There’s a significant amount of tradition, allure, and nostalgia that has accumulated around Christmas. I’ve often wondered how this warm-weathered Mediterranean landscape, in a very brutal moment in human history, has come to be identified with a serene snowscape filled with Nordic Spruce trees and the shushing of sleigh bells. Nevertheless, here are four facts you may or may not have known about the first Christmas.

1. Nightmare before Christmas

Tim Burton was not the first to come up with a Nightmare Before Christmas. Herod (the Great) was a paranoid leader by the end of his life and career. Anything that remotely resembled a threat to his political power was fair game for removal. Earlier in his life, Herod had 46 citizens of the Jewish ruling council (the Sanhedrin) killed for their political rivalry. Based on rumors, Herod had his own wife, Mariamne, killed, eventually her two sons, Alexander and Aristobulus, plus his brother-in-law, another son, and Mariamne’s mother as well. The historian Josephus said of him, “he was of great barbarity toward all men equally and ‘slave to his passions’” (Jewish Antiquities 17:8.1).

This is exactly the kind of devious cunning and political bloodsport depicted in the “Massacre of the Innocents” in Matthew’s gospel (2:1–18): “When Herod realized that he had been outwitted by the Magi, he was furious, and he gave orders to kill all the boys in Bethlehem and its vicinity who were two years old and under” (v.16). This tragedy shows the true nature and common brutality of the times Jesus was born into.

2. House of Bread

How many boys would have been killed in Bethlehem at the time? We don’t know exactly, but we can take some educated guesses. Bethlehem, literally meaning “House of Bread,” was a rural farming town known for its grain harvest. Population estimates range from 300 to 1,000 people. Based on a population size of 500 people, we’d be looking at a conservative estimate of #8-10 Jewish boys under the age of two—a tremendous shock for a tight-knit village.

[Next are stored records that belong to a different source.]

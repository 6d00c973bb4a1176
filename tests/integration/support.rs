//! Stub market-data sources shared by the integration tests

use async_trait::async_trait;
use chrono::Utc;
use quote_engine::directive::{DirectiveStore, InMemoryRepository};
use quote_engine::engine::QuoteEngine;
use quote_engine::error::SourceError;
use quote_engine::quote::{Quote, QuoteOrigin};
use quote_engine::source::MarketDataSource;
use rust_decimal_macros::dec;
use std::collections::HashMap;
use std::sync::atomic::{AtomicUsize, Ordering};
use std::sync::Arc;
use std::time::Duration;

/// Answers every symbol with a fixed live price, counting calls
#[derive(Default)]
pub struct CountingSource {
    pub calls: AtomicUsize,
}

#[async_trait]
impl MarketDataSource for CountingSource {
    fn name(&self) -> &'static str {
        "counting"
    }

    async fn fetch(&self, symbol: &str) -> Result<Quote, SourceError> {
        let n = self.calls.fetch_add(1, Ordering::SeqCst) as i64;
        Ok(Quote::from_reference(
            symbol,
            dec!(100) + rust_decimal::Decimal::from(n),
            dec!(100),
            Utc::now(),
            QuoteOrigin::Live,
        ))
    }
}

/// Always fails with a transport-style error, counting calls
#[derive(Default)]
pub struct FailingSource {
    pub calls: AtomicUsize,
}

#[async_trait]
impl MarketDataSource for FailingSource {
    fn name(&self) -> &'static str {
        "failing"
    }

    async fn fetch(&self, _symbol: &str) -> Result<Quote, SourceError> {
        self.calls.fetch_add(1, Ordering::SeqCst);
        Err(SourceError::Malformed("missing price".to_string()))
    }
}

/// Never answers within its own timeout
pub struct HangingSource {
    pub timeout: Duration,
}

#[async_trait]
impl MarketDataSource for HangingSource {
    fn name(&self) -> &'static str {
        "hanging"
    }

    fn timeout(&self) -> Duration {
        self.timeout
    }

    async fn fetch(&self, _symbol: &str) -> Result<Quote, SourceError> {
        tokio::time::sleep(Duration::from_secs(60)).await;
        Err(SourceError::Disabled)
    }
}

/// Live source with a per-symbol delay
pub struct DelayedSource {
    pub delays: HashMap<String, Duration>,
}

#[async_trait]
impl MarketDataSource for DelayedSource {
    fn name(&self) -> &'static str {
        "delayed"
    }

    async fn fetch(&self, symbol: &str) -> Result<Quote, SourceError> {
        if let Some(delay) = self.delays.get(symbol) {
            tokio::time::sleep(*delay).await;
        }
        Ok(Quote::from_reference(symbol, dec!(50), dec!(49), Utc::now(), QuoteOrigin::Live))
    }
}

/// Engine over `source` with an empty in-memory directive repository
pub fn engine_with(source: Arc<dyn MarketDataSource>) -> (QuoteEngine, Arc<InMemoryRepository>) {
    let repo = Arc::new(InMemoryRepository::new());
    let engine = QuoteEngine::new(source, DirectiveStore::new(repo.clone()));
    (engine, repo)
}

Bethlehem was significant because King David was born there. David tended his father’s flocks in the same fields the angels appeared over when they announced, “Today in the town of David a Savior has been born to you; he is the Messiah, the Lord” (Luke 2:11). The angel was heralding that the Messianic ruler had just been born in the same town as his father, King David. Bethlehem adds new meaning to Jesus’ later self-disclosure, “I am the bread of life” (John 6:35). The Bread of Life was physically born in the “House of Bread.” Yet, Jesus also said, “I am the bread that came down from heaven” (John 6:41). The Bread of Life, who came down from heaven, was born in a town called House of Bread.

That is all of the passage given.